Sunday, October 18, 2015

Practicing a Two Bar Section of the Haitian Meringue La Douceur

There's a tune I've been learning called La Douceur.  It was written by the Haitian composer/violinist Arthur Duroseau who was part of the Duroseau musical family from Port-au-Prince who made some recordings in the early 1950's.  La Douceur is a Meringue type of tune.  It has some syncopated timing that takes some getting used to and a seemingly difficult sequence of 8th notes at the end of the B-part which can feel very sped up when compared to the rest of the piece.

I wrote that two-bar lick out in the notation form that I have recently adopted which uses major scale note numbers which can then be applied to any key or tonal center you want.  See image below.  The note numbers correspond to the notes of the major scale.  This morning I was practicing that lick in the key of B, which means that my note "2" is a C# note and 2b (flat 2 or "doo" for diminished two) is the note C in the key of B.  With this kind of notation it's pretty easy to transpose.  All you have to do is know a major scale and then apply that knowledge to the sequence of notes.  After I'm done writing this I will try it in a different key.
La Douceur "lick" at end of B part
Michael Doucet recorded La Douceur on the 2013 BeauSoleil album From Bamako to Carencro.  Here's a link to that recording.  The lick starts just after 50 seconds and is only a couple seconds long:

And here's a video of the amazing banjo-mandolin player Dennis Pash of the Etcetera String Band and the Ragtime Skedaddlers playing it.  Dennis' version is where I first heard La Douceur and it made me want to learn this tune!  The section transcribed above starts at about 33 seconds into this video.

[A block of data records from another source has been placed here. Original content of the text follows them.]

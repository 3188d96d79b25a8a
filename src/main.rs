use std::process::ExitCode;

#[tokio::main]
async fn main() -> ExitCode {
    match raslog_audit::cli::run().await {
        Ok(_) => ExitCode::SUCCESS,
        Err(e) => {
            eprintln!("Error: {:?}", e);
            ExitCode::from(raslog_audit::errors::get_exit_code(&e))
        }
    }
}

Remember, this method of notating is not like a tab or treble clef anything like that.  The numbers correspond to major scale notes, not finger placement, so it's not instrument specific or key specific.  You can use this notation system for any melodic instrument....saxophone, flute, guitar, mandolin, et cetera, and you can use it for any mode.  A tune in Dorian would probably have 2 as the tonal center.  Makes sense, right?